À cette température, la plupart des métaux se combinent au carbone, et Moissan prépare à partir de 1894 un grand nombre de carbures métalliques. Il découvre que le carbure de calcium, au contact de l’eau, dégage de l’acétylène ; d’où la possibilité d’obtenir aisément cet agent de synthèse. Il observe l’extrême dureté de certains carbures et, là encore, ouvre à l’industrie d’importants débouchés. C’est aussi de ces expériences que naîtra la fabrication des ferro-alliages.
Mais la célébrité de Moissan tient surtout à une tentative, dont on discute encore le succès, de production artificielle du diamant. Celui-ci étant plus dense que le graphite, Moissan pense qu’on peut l’obtenir en faisant cristalliser le carbone sous une pression très élevée. Mettant à profit l’augmentation de volume que subit la fonte en se solidifiant, il refroidit brusquement, par immersion dans l’eau glacée, de la fonte en fusion saturée de carbone.

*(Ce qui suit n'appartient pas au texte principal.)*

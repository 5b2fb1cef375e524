use std::sync::Arc;
use std::time::Duration;

use tracing::debug;
use tracing::warn;

use super::link::CANCEL;
use super::link::CONFIRM;
use super::link::DEEPLINK_SCHEME;
use super::link::DEFAULT_PREVIEW_ENDPOINT;
use super::link::PREVIEW_ENDPOINT;
use super::link::PREVIEW_PARAMETERS;
use super::link::PREVIEW_TOKEN;
use super::link::decode_once;
use super::link::parse_link;
use super::link::preview_url;
use super::link::query_parameters;
use crate::config::DEFAULT_NETWORK_TIMEOUT_SECS;
use crate::error::DeliveryError;
use crate::error::Result;
use crate::services::FloatingButton;
use crate::services::FullscreenMessage;
use crate::services::NetworkRequest;
use crate::services::Networking;
use crate::services::UiService;

/// Where the preview flow currently stands.
#[derive(Debug, Clone, Copy, PartialEq, Eq, Default)]
pub enum PreviewPhase {
    /// No selection page on screen. Preview mode may still be active.
    #[default]
    Idle,
    /// A selection-page request is in flight.
    AwaitingWebView,
    /// The selection page is shown full screen.
    Displayed,
}

/// Drives the in-app preview deep-link protocol.
pub struct PreviewController {
    networking: Arc<dyn Networking>,
    ui: Arc<dyn UiService>,
    client_code: Option<String>,
    token: Option<String>,
    endpoint: Option<String>,
    parameters: Option<String>,
    restart_url: Option<String>,
    web_view_html: Option<String>,
    floating_button: Option<Box<dyn FloatingButton>>,
    message: Option<Box<dyn FullscreenMessage>>,
    phase: PreviewPhase,
}

impl PreviewController {
    pub fn new(networking: Arc<dyn Networking>, ui: Arc<dyn UiService>) -> Self {
        Self {
            networking,
            ui,
            client_code: None,
            token: None,
            endpoint: None,
            parameters: None,
            restart_url: None,
            web_view_html: None,
            floating_button: None,
            message: None,
            phase: PreviewPhase::Idle,
        }
    }

    pub fn phase(&self) -> PreviewPhase {
        self.phase
    }

    pub fn preview_token(&self) -> Option<&str> {
        self.token.as_deref()
    }

    /// Decoded `at_preview_params` JSON text from the last confirmation.
    pub fn preview_parameters(&self) -> Option<&str> {
        self.parameters.as_deref()
    }

    pub fn endpoint(&self) -> &str {
        self.endpoint.as_deref().unwrap_or(DEFAULT_PREVIEW_ENDPOINT)
    }

    pub fn web_view_html(&self) -> Option<&str> {
        self.web_view_html.as_deref()
    }

    /// Preview mode lasts from a successful deep link until cancel/reset.
    pub fn is_active(&self) -> bool {
        self.token.as_deref().is_some_and(|token| !token.is_empty())
    }

    pub fn set_restart_deep_link(&mut self, link: Option<&str>) {
        self.restart_url = link.map(str::to_string);
    }

    /// Starts preview mode from a deep link carrying `at_preview_token`.
    ///
    /// An invalid link leaves every field untouched and shows nothing.
    pub async fn enter_preview_mode(&mut self, client_code: &str, deep_link: &str) -> Result<()> {
        let Some(url) = parse_link(deep_link) else {
            debug!("Ignoring preview deep link that does not parse: {deep_link:?}");
            return Err(DeliveryError::PreviewLinkInvalid);
        };
        let query = query_parameters(&url);
        let Some(token) = query.get(PREVIEW_TOKEN).and_then(|raw| decode_once(raw)) else {
            debug!("Preview deep link carries no usable {PREVIEW_TOKEN}");
            return Err(DeliveryError::PreviewLinkInvalid);
        };
        if token.is_empty() {
            return Err(DeliveryError::PreviewLinkInvalid);
        }

        self.client_code = Some(client_code.to_string());
        self.endpoint = Some(
            query
                .get(PREVIEW_ENDPOINT)
                .and_then(|raw| decode_once(raw))
                .filter(|endpoint| !endpoint.is_empty())
                .unwrap_or_else(|| DEFAULT_PREVIEW_ENDPOINT.to_string()),
        );
        self.token = Some(token);

        self.show_floating_button();
        self.fetch_web_view().await;
        Ok(())
    }

    /// Requests the selection page and shows it full screen on success.
    ///
    /// The phase reads `AwaitingWebView` only while the request is in
    /// flight; dropping the future returns it to `Idle`.
    pub async fn fetch_web_view(&mut self) {
        let url = preview_url(
            self.endpoint(),
            self.client_code.as_deref(),
            self.token.as_deref(),
        );
        let request = NetworkRequest::get(url, Duration::from_secs(DEFAULT_NETWORK_TIMEOUT_SECS))
            .with_header("Accept", "text/html")
            .with_header("Content-Type", "application/x-www-form-urlencoded");

        let networking = Arc::clone(&self.networking);
        let response = {
            let _pending = PendingFetch::start(&mut self.phase);
            networking.connect(request).await
        };

        self.phase = match response {
            None => {
                warn!("Preview page request could not connect");
                PreviewPhase::Idle
            }
            Some(response) if !response.is_ok() => {
                warn!("Preview page request failed with status {}", response.status);
                PreviewPhase::Idle
            }
            Some(response) if response.body.is_empty() => {
                debug!("Preview page response was empty");
                PreviewPhase::Idle
            }
            Some(response) => {
                let shown = self.show_message(&response.body);
                self.web_view_html = Some(response.body);
                if shown {
                    PreviewPhase::Displayed
                } else {
                    PreviewPhase::Idle
                }
            }
        };
    }

    /// Handles a URL clicked inside the selection page.
    pub fn confirmed_with_url(&mut self, url: &str) {
        if let Some(mut message) = self.message.take() {
            message.dismiss();
        }
        self.phase = PreviewPhase::Idle;

        let Some(url) = parse_link(url) else {
            debug!("Ignoring unparsable preview confirmation url {url:?}");
            return;
        };
        if url.scheme() != DEEPLINK_SCHEME {
            debug!("Preview confirmation scheme {} is not {DEEPLINK_SCHEME}", url.scheme());
            self.parameters = None;
            return;
        }

        match url.host_str() {
            Some(CANCEL) => self.reset(),
            Some(CONFIRM) => {
                self.parameters = query_parameters(&url)
                    .get(PREVIEW_PARAMETERS)
                    .and_then(|raw| decode_once(raw));
                if let Some(restart_url) = self.restart_url.as_deref().filter(|u| !u.is_empty()) {
                    if !self.ui.show_url(restart_url) {
                        warn!("Could not open preview restart url {restart_url}");
                    }
                }
            }
            other => {
                debug!("Unknown preview confirmation path {other:?}");
                self.parameters = None;
            }
        }
    }

    /// Leaves preview mode and removes the floating button.
    pub fn reset(&mut self) {
        self.token = None;
        self.web_view_html = None;
        self.endpoint = None;
        self.restart_url = None;
        self.parameters = None;
        self.message = None;
        if let Some(mut button) = self.floating_button.take() {
            button.remove();
        }
        self.phase = PreviewPhase::Idle;
    }

    fn show_floating_button(&mut self) {
        if self.floating_button.is_some() {
            return;
        }
        match self.ui.create_floating_button() {
            Some(mut button) => {
                button.display();
                self.floating_button = Some(button);
            }
            None => warn!("Preview floating button could not be created"),
        }
    }

    fn show_message(&mut self, html: &str) -> bool {
        match self.ui.create_fullscreen_message(html) {
            Some(mut message) => {
                if let Some(mut previous) = self.message.take() {
                    previous.dismiss();
                }
                message.show();
                self.message = Some(message);
                true
            }
            None => {
                warn!("Preview message could not be created");
                false
            }
        }
    }
}

/// Holds the phase at `AwaitingWebView` for the lifetime of one request.
struct PendingFetch<'a> {
    phase: &'a mut PreviewPhase,
}

impl<'a> PendingFetch<'a> {
    fn start(phase: &'a mut PreviewPhase) -> Self {
        *phase = PreviewPhase::AwaitingWebView;
        Self { phase }
    }
}

impl Drop for PendingFetch<'_> {
    fn drop(&mut self) {
        *self.phase = PreviewPhase::Idle;
    }
}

En dissolvant ensuite le fer dans les acides, il obtient en 1893 de petits cristaux dont certains sont peut-être des diamants.
Notons encore que Moissan étudia les hydrures, les nitrures, les siliciures et les borures métalliques, qu’il prépara l’amalgame d’ammonium, qu’il liquéfia et solidifia le fluor (1903), et qu’il constata qu’à – 252 °C ce corps réagit encore sur l’hydrogène avec explosion.
R. T.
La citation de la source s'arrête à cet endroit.